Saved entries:
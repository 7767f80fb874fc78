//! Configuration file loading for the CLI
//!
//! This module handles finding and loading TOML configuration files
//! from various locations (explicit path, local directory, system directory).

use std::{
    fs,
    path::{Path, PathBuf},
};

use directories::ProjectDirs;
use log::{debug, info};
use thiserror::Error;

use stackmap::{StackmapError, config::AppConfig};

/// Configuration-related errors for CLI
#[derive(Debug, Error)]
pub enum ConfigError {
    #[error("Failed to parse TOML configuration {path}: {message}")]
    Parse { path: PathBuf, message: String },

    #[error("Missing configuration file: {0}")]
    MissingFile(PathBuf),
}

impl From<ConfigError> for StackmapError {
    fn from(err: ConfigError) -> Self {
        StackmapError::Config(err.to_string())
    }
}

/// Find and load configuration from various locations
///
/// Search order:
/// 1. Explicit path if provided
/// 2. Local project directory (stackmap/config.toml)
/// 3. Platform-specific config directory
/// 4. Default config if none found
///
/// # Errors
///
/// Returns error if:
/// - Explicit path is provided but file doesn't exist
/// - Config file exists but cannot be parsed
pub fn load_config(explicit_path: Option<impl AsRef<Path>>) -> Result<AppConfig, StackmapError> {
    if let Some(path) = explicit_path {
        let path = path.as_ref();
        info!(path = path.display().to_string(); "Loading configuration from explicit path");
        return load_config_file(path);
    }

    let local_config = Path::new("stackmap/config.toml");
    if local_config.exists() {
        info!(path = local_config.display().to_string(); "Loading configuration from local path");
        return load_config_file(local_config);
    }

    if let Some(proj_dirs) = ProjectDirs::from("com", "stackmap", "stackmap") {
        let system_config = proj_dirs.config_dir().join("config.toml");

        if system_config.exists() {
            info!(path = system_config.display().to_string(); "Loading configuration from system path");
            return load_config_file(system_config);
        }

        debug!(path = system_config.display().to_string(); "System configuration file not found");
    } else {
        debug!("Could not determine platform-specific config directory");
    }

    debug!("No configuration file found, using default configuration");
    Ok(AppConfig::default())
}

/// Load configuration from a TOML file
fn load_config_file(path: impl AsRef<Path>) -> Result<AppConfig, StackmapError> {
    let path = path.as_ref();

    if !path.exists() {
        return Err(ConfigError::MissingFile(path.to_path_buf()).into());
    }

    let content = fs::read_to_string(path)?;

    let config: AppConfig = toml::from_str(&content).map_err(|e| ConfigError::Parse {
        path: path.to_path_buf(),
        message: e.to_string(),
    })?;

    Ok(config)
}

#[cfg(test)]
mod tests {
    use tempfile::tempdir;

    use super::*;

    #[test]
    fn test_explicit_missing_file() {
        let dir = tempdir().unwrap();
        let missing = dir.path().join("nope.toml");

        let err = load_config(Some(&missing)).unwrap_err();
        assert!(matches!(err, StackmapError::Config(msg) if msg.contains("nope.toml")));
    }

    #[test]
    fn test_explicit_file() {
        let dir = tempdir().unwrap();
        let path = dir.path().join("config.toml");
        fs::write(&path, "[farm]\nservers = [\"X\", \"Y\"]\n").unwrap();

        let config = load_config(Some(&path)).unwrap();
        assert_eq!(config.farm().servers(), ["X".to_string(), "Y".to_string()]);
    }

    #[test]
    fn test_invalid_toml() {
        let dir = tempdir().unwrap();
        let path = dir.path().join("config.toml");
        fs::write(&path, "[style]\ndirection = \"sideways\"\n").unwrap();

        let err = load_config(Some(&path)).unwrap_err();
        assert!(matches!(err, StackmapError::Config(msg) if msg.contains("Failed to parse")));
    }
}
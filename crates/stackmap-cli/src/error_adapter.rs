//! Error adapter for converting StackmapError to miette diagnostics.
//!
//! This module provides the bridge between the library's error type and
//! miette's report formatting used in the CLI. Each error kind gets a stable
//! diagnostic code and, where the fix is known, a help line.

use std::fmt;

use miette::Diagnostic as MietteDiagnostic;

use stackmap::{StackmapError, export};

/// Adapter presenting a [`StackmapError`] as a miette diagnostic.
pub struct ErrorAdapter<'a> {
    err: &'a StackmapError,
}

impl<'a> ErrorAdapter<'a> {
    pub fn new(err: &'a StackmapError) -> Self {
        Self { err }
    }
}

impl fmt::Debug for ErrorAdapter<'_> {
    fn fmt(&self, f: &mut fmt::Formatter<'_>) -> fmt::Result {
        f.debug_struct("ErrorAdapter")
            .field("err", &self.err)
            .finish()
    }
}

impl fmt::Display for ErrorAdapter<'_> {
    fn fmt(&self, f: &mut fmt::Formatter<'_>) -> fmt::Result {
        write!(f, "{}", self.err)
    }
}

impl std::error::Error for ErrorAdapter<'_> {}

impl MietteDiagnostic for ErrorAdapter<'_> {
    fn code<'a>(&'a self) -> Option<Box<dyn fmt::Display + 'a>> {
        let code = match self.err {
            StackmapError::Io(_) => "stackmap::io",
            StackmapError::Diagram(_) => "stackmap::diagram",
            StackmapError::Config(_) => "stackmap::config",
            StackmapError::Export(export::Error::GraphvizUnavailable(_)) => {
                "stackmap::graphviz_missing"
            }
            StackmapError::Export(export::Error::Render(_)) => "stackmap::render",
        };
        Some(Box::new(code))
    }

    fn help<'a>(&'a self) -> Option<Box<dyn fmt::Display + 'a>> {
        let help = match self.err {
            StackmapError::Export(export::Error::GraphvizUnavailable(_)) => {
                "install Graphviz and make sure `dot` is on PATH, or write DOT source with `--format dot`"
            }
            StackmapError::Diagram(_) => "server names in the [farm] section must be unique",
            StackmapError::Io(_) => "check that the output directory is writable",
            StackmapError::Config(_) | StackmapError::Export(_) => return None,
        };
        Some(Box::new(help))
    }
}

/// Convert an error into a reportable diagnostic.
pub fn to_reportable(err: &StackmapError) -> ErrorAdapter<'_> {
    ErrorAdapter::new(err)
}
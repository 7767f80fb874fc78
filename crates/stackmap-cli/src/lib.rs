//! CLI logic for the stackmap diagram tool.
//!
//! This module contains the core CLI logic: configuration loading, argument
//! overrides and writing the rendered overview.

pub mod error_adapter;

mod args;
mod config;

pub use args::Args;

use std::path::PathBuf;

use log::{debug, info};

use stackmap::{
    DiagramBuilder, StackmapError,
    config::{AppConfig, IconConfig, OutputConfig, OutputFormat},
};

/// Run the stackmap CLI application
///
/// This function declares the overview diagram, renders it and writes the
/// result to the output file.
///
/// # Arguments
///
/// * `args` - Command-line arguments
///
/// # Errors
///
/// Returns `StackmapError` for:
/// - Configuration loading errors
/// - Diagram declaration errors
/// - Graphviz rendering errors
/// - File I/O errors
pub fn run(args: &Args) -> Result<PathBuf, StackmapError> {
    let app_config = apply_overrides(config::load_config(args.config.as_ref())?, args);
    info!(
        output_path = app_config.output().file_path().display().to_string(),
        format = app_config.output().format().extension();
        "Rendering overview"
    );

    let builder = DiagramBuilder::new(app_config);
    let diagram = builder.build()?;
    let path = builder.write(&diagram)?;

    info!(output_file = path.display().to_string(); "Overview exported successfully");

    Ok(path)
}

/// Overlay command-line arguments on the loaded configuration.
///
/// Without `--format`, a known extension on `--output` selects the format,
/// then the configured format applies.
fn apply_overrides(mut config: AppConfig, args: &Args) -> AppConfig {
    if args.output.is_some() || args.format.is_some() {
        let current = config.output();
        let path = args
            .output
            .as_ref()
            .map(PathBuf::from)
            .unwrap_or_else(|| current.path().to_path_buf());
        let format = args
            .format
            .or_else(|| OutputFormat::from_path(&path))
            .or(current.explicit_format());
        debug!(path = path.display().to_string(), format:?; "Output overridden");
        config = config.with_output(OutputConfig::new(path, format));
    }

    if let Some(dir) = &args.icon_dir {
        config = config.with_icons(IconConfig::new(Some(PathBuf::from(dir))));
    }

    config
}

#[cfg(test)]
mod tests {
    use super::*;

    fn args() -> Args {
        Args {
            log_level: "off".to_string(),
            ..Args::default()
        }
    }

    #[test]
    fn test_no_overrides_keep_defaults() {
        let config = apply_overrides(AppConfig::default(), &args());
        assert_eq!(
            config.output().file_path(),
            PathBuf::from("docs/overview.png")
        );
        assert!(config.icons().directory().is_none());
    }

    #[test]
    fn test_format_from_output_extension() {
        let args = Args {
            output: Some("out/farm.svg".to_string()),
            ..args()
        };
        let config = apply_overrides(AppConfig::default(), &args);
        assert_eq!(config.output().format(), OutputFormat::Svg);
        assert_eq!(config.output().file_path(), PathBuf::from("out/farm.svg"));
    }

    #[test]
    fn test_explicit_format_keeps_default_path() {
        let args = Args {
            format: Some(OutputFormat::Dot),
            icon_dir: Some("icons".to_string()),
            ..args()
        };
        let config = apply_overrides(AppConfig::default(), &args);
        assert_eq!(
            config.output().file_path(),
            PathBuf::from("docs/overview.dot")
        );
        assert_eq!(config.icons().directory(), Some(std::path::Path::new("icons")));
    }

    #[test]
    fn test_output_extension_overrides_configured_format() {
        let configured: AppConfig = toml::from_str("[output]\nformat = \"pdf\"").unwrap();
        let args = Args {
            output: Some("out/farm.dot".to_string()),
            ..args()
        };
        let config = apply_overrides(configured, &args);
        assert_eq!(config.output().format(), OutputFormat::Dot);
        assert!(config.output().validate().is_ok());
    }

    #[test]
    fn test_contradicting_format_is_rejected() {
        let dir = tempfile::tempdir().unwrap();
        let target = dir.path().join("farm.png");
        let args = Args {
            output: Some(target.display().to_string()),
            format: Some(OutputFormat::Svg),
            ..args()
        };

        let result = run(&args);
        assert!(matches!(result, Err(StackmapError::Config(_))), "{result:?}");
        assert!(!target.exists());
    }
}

TASK: How many lines of the entries above include the word "DiagramBuilder"? Answer with the number only.

TASK OUTPUT: 2